Multi-point injection

injects fuel into the intake ports just upstream of each cylinder's intake valve, rather than at a central point within an intake manifold. Typically, multi-point injected systems use multiple fuel injectors, but some systems, such as GM's central port injection system, use tubes with poppet valves fed by a central injector instead of multiple injectors.

Single-point injection

uses one injector in a throttle body mounted similarly to a carburettor on an intake manifold. As in a carburetted induction system, the fuel is mixed with the air before entering the intake manifold. Single-point injection was a relatively low-cost way for automakers to reduce exhaust emissions to comply with tightening regulations while providing better "driveability" than could be obtained with a carburettor.
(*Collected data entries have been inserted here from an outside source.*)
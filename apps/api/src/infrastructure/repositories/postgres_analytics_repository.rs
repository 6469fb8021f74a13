use async_trait::async_trait;
use rust_decimal::Decimal;
use sqlx::PgPool;
use uuid::Uuid;

use crate::domain::repositories::analytics_repository::{
    AnalyticsRepository, AnalyticsSummary, GroupCount, OfficerDashboard, OfficerLoad, StatusCount,
};
use crate::domain::repositories::RepositoryResult;

/// PostgreSQL implementation of AnalyticsRepository
pub struct PostgresAnalyticsRepository {
    pool: PgPool,
}

impl PostgresAnalyticsRepository {
    pub fn new(pool: PgPool) -> Self {
        Self { pool }
    }
}

#[async_trait]
impl AnalyticsRepository for PostgresAnalyticsRepository {
    async fn summary(&self) -> RepositoryResult<AnalyticsSummary> {
        let (total, last_30_days): (i64, i64) = sqlx::query_as(
            r#"
            SELECT
                COUNT(*),
                COUNT(*) FILTER (WHERE created_at >= NOW() - INTERVAL '30 days')
            FROM grievances
            "#,
        )
        .fetch_one(&self.pool)
        .await?;

        let by_status = sqlx::query_as::<_, StatusCount>(
            r#"
            SELECT status, COUNT(*) AS count
            FROM grievances
            GROUP BY status
            ORDER BY status
            "#,
        )
        .fetch_all(&self.pool)
        .await?;

        let by_category = sqlx::query_as::<_, GroupCount>(
            r#"
            SELECT c.id, c.name, COUNT(*) AS count
            FROM grievances g
            LEFT JOIN categories c ON c.id = g.category_id
            GROUP BY c.id, c.name
            ORDER BY count DESC, c.name NULLS LAST
            "#,
        )
        .fetch_all(&self.pool)
        .await?;

        let by_department = sqlx::query_as::<_, GroupCount>(
            r#"
            SELECT d.id, d.name, COUNT(*) AS count
            FROM grievances g
            LEFT JOIN departments d ON d.id = g.department_id
            GROUP BY d.id, d.name
            ORDER BY count DESC, d.name NULLS LAST
            "#,
        )
        .fetch_all(&self.pool)
        .await?;

        let by_officer = sqlx::query_as::<_, OfficerLoad>(
            r#"
            SELECT u.id, u.username, COUNT(*) AS count
            FROM grievances g
            JOIN users u ON u.id = g.assigned_officer_id
            GROUP BY u.id, u.username
            ORDER BY count DESC, u.username
            "#,
        )
        .fetch_all(&self.pool)
        .await?;

        let (feedback_count, average_rating): (i64, Option<Decimal>) = sqlx::query_as(
            "SELECT COUNT(*), ROUND(AVG(rating), 2) FROM feedback",
        )
        .fetch_one(&self.pool)
        .await?;

        Ok(AnalyticsSummary {
            total,
            by_status,
            by_category,
            by_department,
            by_officer,
            feedback_count,
            average_rating,
            last_30_days,
        })
    }

    async fn officer_dashboard(&self, officer_id: Uuid) -> RepositoryResult<OfficerDashboard> {
        let by_status = sqlx::query_as::<_, StatusCount>(
            r#"
            SELECT status, COUNT(*) AS count
            FROM grievances
            WHERE assigned_officer_id = $1
            GROUP BY status
            ORDER BY status
            "#,
        )
        .bind(officer_id)
        .fetch_all(&self.pool)
        .await?;

        Ok(OfficerDashboard {
            officer_id,
            total_assigned: by_status.iter().map(|s| s.count).sum(),
            by_status,
        })
    }
}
Many of the carburettor's supporting components—such as the air filter, intake manifold, and fuel line routing—could be used with few or no changes. This postponed the redesign and tooling costs of these components. Single-point injection was used extensively on American-made passenger cars and light trucks during 1980–1995, and in some European cars in the early and mid-1990s.
In the US, the G10 engine in the 2000 Chevrolet Metro became the last engine available on an American-sold vehicle to use throttle body injection.

Diesel engines

In indirect-injected diesel engines, there are two combustion chambers: the main combustion chamber, and a pre-chamber that is connected to the main one. The fuel is injected only into the pre-chamber, and not directly into the main combustion chamber. Therefore, this principle is called indirect injection. There exist several slightly different indirect injection systems that have similar characteristics.
Types of indirect injection used by diesel engines include:

Precombustion-chamber injection
Air-cell chamber injection
Hot-bulb injection

History

1870s–1930s: early systems

In 1872, George Bailey Brayton obtained a patent on an internal combustion engine that used a pneumatic fuel injection system, also invented by Brayton: air-blast injection. In 1894, Rudolf Diesel copied Brayton's air-blast injection system for the diesel engine, but also improved it. He increased the air blast pressure from to. In the meantime, the first manifold injection system was designed by Johannes Spiel in 1884, while working at Hallesche Maschinenfabrik in Germany.
In 1891, the British Herbert-Akroyd oil engine became the first engine to use a pressurised fuel injection system. This design, called a hot-bulb engine used a 'jerk pump' to dispense fuel oil at high pressure to an injector. Another development in early diesel engines was the pre-combustion chamber, which was invented in 1919 by Prosper l'Orange to avoid the drawbacks of air-blast injection systems. The pre-combustion chamber made it feasible to produce engines in size suitable for automobiles and MAN Truck & Bus presented the first direct-injected diesel engine for trucks in 1924. Higher pressure diesel injection pumps were introduced by Bosch in 1927.
In 1898, German company Deutz AG started producing four-stroke petrol stationary engines with manifold injection. The 1906 Antoinette 8V aircraft engine was another early four-stroke engine that used manifold injection. The first petrol engine with direct-injection was a two-stroke aircraft engine designed by Otto Mader in 1916. Another early spark-ignition engine to use direct-injection was the 1925 Hesselman engine, designed by Swedish engineer Jonas Hesselman. This engine could run on a variety of fuels and used a stratified charge principle whereby fuel is injected towards the end of the compression stroke, then ignited with a spark plug.
The Cummins Model H diesel truck engine was introduced in America in 1933. In 1936, the Mercedes-Benz OM 138 diesel engine became one of the first fuel-injected engines used in a mass-production passenger car.